Acerca da produção do resultado e do nexo causal nos delitos culposos,

Cezar Roberto Bitencourt esclarece ser “indispensável que o resultado seja

consequência da inobservância do cuidado devido ou, em outros termos, que este seja

a causa daquele”, pondera que “a inevitabilidade do resultado exclui a própria

tipicidade. Em outros termos, é indispensável que a inobservância do cuidado devido

seja a causa do resultado tipificado como crime culposo. Por isso, não haverá crime

culposo quando o agente, não observando o dever de cuidado devido, envolver-se em

um evento lesivo, que se verificaria mesmo que a diligência devida tivesse sido

adotada” (Cezar Roberto Bitencourt, em Tratado de Direito Penal, vol. 1, 9ª ed., São

Paulo: Saraiva, 2004, p. 276).


Ao analisar às provas dos autos, tem-se que não restou evidente, com a

certeza necessária que a condenação exige, que o Apelante deu causa ao resultado, por

imprudência, negligência ou imperícia, violando o dever objetivo de cuidado. Sobre o

conceito de crime culposo é de ser citada a lição doutrinária do Professor René Ariel

Dotti, verbis:

"Existe o crime culposo quando o agente, violando o dever

de cuidado objetivo a que estava obrigado em face das circunstâncias,

não prevê o resultado previsível ou, prevendo-o, supõe levianamente

que o mesmo não ocorreria ou que poderia evitá-lo." (Curso de Direito

Penal, Parte Geral, Editora Forense, 2001, pág. 314).
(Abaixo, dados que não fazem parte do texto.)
// Copyright 2025 the Timeladder Authors
// SPDX-License-Identifier: Apache-2.0 OR MIT

use core::fmt::Debug;
use core::ops::Range;

use chrono::NaiveDateTime;
use timeladder_position::{ViewMode, marker_index, marker_value, tick_timestamp};

use crate::error::FocusError;
use crate::margin::FocusMargins;

/// Parameters of a focus activation.
#[derive(Clone, Copy, Debug, PartialEq)]
pub struct FocusRequest<K> {
    /// Continuous marker value the user pointed at.
    pub arrow_value: f64,
    /// Instant to freeze on. When `None`, the start of the tick containing
    /// `arrow_value` is used.
    pub timestamp: Option<NaiveDateTime>,
    /// View mode the arrow value was measured in.
    pub view_mode: ViewMode,
    /// Event the activation came from, if it was a marker rather than a tick.
    pub event_id: Option<K>,
    /// Pan so the arrow value ends up horizontally centered.
    pub recenter: bool,
    /// Pixel offset of the pointer from the horizontal center at activation.
    pub pixel_offset: Option<f64>,
}

impl<K> FocusRequest<K> {
    /// Creates a request for `arrow_value` in `view_mode` with no event, timestamp, or recentering.
    #[must_use]
    pub fn new(arrow_value: f64, view_mode: ViewMode) -> Self {
        Self {
            arrow_value,
            timestamp: None,
            view_mode,
            event_id: None,
            recenter: false,
            pixel_offset: None,
        }
    }

    /// Builds a request pointing at an event's own position relative to `now`.
    ///
    /// Returns `None` if the mode is not temporal.
    #[must_use]
    pub fn at_event(
        event_id: K,
        timestamp: NaiveDateTime,
        view_mode: ViewMode,
        now: NaiveDateTime,
    ) -> Option<Self> {
        let arrow_value = marker_value(Some(timestamp), view_mode.time_scale()?, now)?;
        Some(Self {
            arrow_value,
            timestamp: Some(timestamp),
            view_mode,
            event_id: Some(event_id),
            recenter: false,
            pixel_offset: None,
        })
    }

    /// Sets the originating event.
    #[must_use]
    pub fn with_event(mut self, event_id: K) -> Self {
        self.event_id = Some(event_id);
        self
    }

    /// Sets the instant to freeze on.
    #[must_use]
    pub fn with_timestamp(mut self, timestamp: NaiveDateTime) -> Self {
        self.timestamp = Some(timestamp);
        self
    }

    /// Requests recentering on the arrow value.
    #[must_use]
    pub fn recentered(mut self) -> Self {
        self.recenter = true;
        self
    }

    /// Records the pointer's pixel offset from center.
    #[must_use]
    pub fn with_pixel_offset(mut self, pixel_offset: f64) -> Self {
        self.pixel_offset = Some(pixel_offset);
        self
    }
}

/// Result of a successful activation.
#[derive(Clone, Debug, PartialEq)]
pub struct FocusActivated<K> {
    /// The focus that was replaced, if one was active.
    pub replaced: Option<FocusSnapshot<K>>,
    /// New pan offset the caller should apply when recentering was requested.
    ///
    /// This is [`FocusSnapshot::anchored_value`]: the arrow position measured
    /// from the newly frozen instant.
    pub recenter_pan: Option<f64>,
}

/// Plain, observable copy of a [`FocusReference`].
#[derive(Clone, Debug, PartialEq)]
pub struct FocusSnapshot<K> {
    /// Continuous marker value of the frozen point.
    pub arrow_value: f64,
    /// `floor(arrow_value)`.
    pub reference_value: i64,
    /// The arrow position re-measured from `reference_timestamp`.
    ///
    /// Marker values shift by `arrow_value - anchored_value` when the focus is
    /// activated; hosts pan by the same amount to keep the axis still.
    pub anchored_value: f64,
    /// Frozen instant substituted for "now".
    pub reference_timestamp: NaiveDateTime,
    /// View mode the focus belongs to.
    pub view_mode: ViewMode,
    /// Originating event, if any.
    pub event_id: Option<K>,
    /// Pointer offset from center at activation, if known.
    pub pixel_offset: Option<f64>,
}

/// Point B: an optional, user-frozen alternative to the live "now" anchor.
///
/// At most one focus is active. All fields are set together on activation and
/// cleared together on deactivation, so while active the reference value is
/// always `floor(arrow_value)`.
#[derive(Clone, Debug)]
pub struct FocusReference<K> {
    active: Option<FocusSnapshot<K>>,
    margins: FocusMargins,
    revision: u64,
}

impl<K> Default for FocusReference<K> {
    fn default() -> Self {
        Self {
            active: None,
            margins: FocusMargins::default(),
            revision: 0,
        }
    }
}

impl<K: Copy + PartialEq + Debug> FocusReference<K> {
    /// Creates an inactive focus reference with default margins.
    #[must_use]
    pub fn new() -> Self {
        Self::default()
    }

    /// Creates an inactive focus reference with the given margins.
    #[must_use]
    pub fn with_margins(margins: FocusMargins) -> Self {
        Self {
            margins,
            ..Self::default()
        }
    }

    /// Returns the configured margins.
    #[must_use]
    pub fn margins(&self) -> &FocusMargins {
        &self.margins
    }

    /// Returns `true` while a Point B is active.
    #[must_use]
    pub fn is_active(&self) -> bool {
        self.active.is_some()
    }

    /// Monotonic counter bumped on every activation and deactivation.
    #[must_use]
    pub fn revision(&self) -> u64 {
        self.revision
    }

    /// Returns the active focus, if any.
    #[must_use]
    pub fn snapshot(&self) -> Option<&FocusSnapshot<K>> {
        self.active.as_ref()
    }

    /// `floor(arrow_value)` of the active focus.
    #[must_use]
    pub fn reference_value(&self) -> Option<i64> {
        self.active.as_ref().map(|f| f.reference_value)
    }

    /// Event the active focus came from.
    #[must_use]
    pub fn event_id(&self) -> Option<K> {
        self.active.as_ref().and_then(|f| f.event_id)
    }

    /// Activates Point B, replacing any previous one.
    ///
    /// `now` is the current Point A; it is used to derive the frozen instant
    /// when the request carries no timestamp.
    pub fn activate(
        &mut self,
        request: FocusRequest<K>,
        now: NaiveDateTime,
    ) -> Result<FocusActivated<K>, FocusError> {
        if !request.arrow_value.is_finite() {
            return Err(FocusError::NonFiniteArrow);
        }
        let Some(scale) = request.view_mode.time_scale() else {
            return Err(FocusError::UnsupportedMode(request.view_mode));
        };
        let reference_value = marker_index(request.arrow_value);
        let reference_timestamp = match request.timestamp {
            Some(ts) => ts,
            None => tick_timestamp(reference_value, scale, now)
                .ok_or(FocusError::UnrepresentableTick)?,
        };

        let anchored_value = match request.timestamp {
            Some(ts) => marker_value(Some(ts), scale, reference_timestamp).unwrap_or(0.0),
            None => request.arrow_value - reference_value as f64,
        };
        let snapshot = FocusSnapshot {
            arrow_value: request.arrow_value,
            reference_value,
            anchored_value,
            reference_timestamp,
            view_mode: request.view_mode,
            event_id: request.event_id,
            pixel_offset: request.pixel_offset,
        };
        tracing::debug!(
            arrow = snapshot.arrow_value,
            reference = snapshot.reference_value,
            mode = %snapshot.view_mode,
            event = ?snapshot.event_id,
            "focus reference activated"
        );
        let replaced = self.active.replace(snapshot);
        self.revision = self.revision.wrapping_add(1);
        Ok(FocusActivated {
            replaced,
            recenter_pan: request.recenter.then_some(anchored_value),
        })
    }

    /// Clears Point B. Returns `false` (and changes nothing) if none was active.
    pub fn deactivate(&mut self) -> bool {
        match self.active.take() {
            Some(previous) => {
                tracing::debug!(
                    reference = previous.reference_value,
                    mode = %previous.view_mode,
                    "focus reference cleared"
                );
                self.revision = self.revision.wrapping_add(1);
                true
            }
            None => false,
        }
    }

    /// Drops the active focus if it belongs to a different view mode.
    ///
    /// Returns `true` if a stale focus was discarded.
    pub fn discard_if_stale(&mut self, current_mode: ViewMode) -> bool {
        let stale = self
            .active
            .as_ref()
            .is_some_and(|f| f.view_mode != current_mode);
        if stale {
            tracing::warn!(mode = %current_mode, "discarding focus reference from another view mode");
            self.deactivate();
        }
        stale
    }

    /// The instant marker values are measured from in `mode`.
    ///
    /// This is the frozen Point B instant when a focus for `mode` is active,
    /// otherwise `now` (Point A). A focus for another mode is ignored.
    #[must_use]
    pub fn reference_timestamp(&self, mode: ViewMode, now: NaiveDateTime) -> NaiveDateTime {
        match &self.active {
            Some(f) if f.view_mode == mode => f.reference_timestamp,
            _ => now,
        }
    }

    /// Visibility margin in marker units; zero when no focus for `mode` is active.
    #[must_use]
    pub fn margin_units(&self, mode: ViewMode, span_units: f64) -> f64 {
        match &self.active {
            Some(f) if f.view_mode == mode => self.margins.margin_units(mode, span_units),
            _ => 0.0,
        }
    }

    /// Widens the on-screen marker range by the active margin.
    #[must_use]
    pub fn visibility_window(&self, mode: ViewMode, visible: Range<f64>) -> Range<f64> {
        let span = visible.end - visible.start;
        let margin = self.margin_units(mode, span);
        (visible.start - margin)..(visible.end + margin)
    }
}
Conforme se sabe, para a prolação de um decreto penal condenatório é

indispensável prova robusta que dê certeza da existência do delito e seu autor. A

íntima convicção do Julgador deve sempre se apoiar em dados indiscutíveis. Caso

contrário, transforma o princípio do livre convencimento em arbítrio. É princípio

fundamental do Processo Penal, de que o acusado somente deve ser condenado,

quando o juízo, na forma legal, tenha estabelecido os fatos que fundamentaram a

culpabilidade, com completa certeza. No presente caso, não é possível auferir com

precisão a conduta determinante para a causa do acidente, pois tem questões que não

foram suficientemente esclarecidas.

Assim, há que se aplicar o princípio do in dubio pro reo em favor do

Acusado. Não se pretende fortalecer a sensação de que os crimes de trânsito, cada


vez mais reiterados e violentos, não guardam penalidade proporcional às sérias

consequências geradas. Todavia, cabe ao julgador uma leitura técnica e equidistante

das peças que se formaram durante a fase instrutória. E assumindo esta postura

imparcial, é impossível condenar o Réu, pois não há prova suficiente de que a

suposta violação do dever de cuidado realizada por esse foi a única causa a gerar o

resultado.

Pugna-se, por fim, pela reforma da sentença para que o apelante seja

absolvido tanto pelo delito de lesão corporal quanto pelo de homicídio culposo, haja

vista o princípio do in dubio pro reo (art. 155 do CPP).

Pede deferimento.

Rio de Janeiro, 21 de outubro de 2021.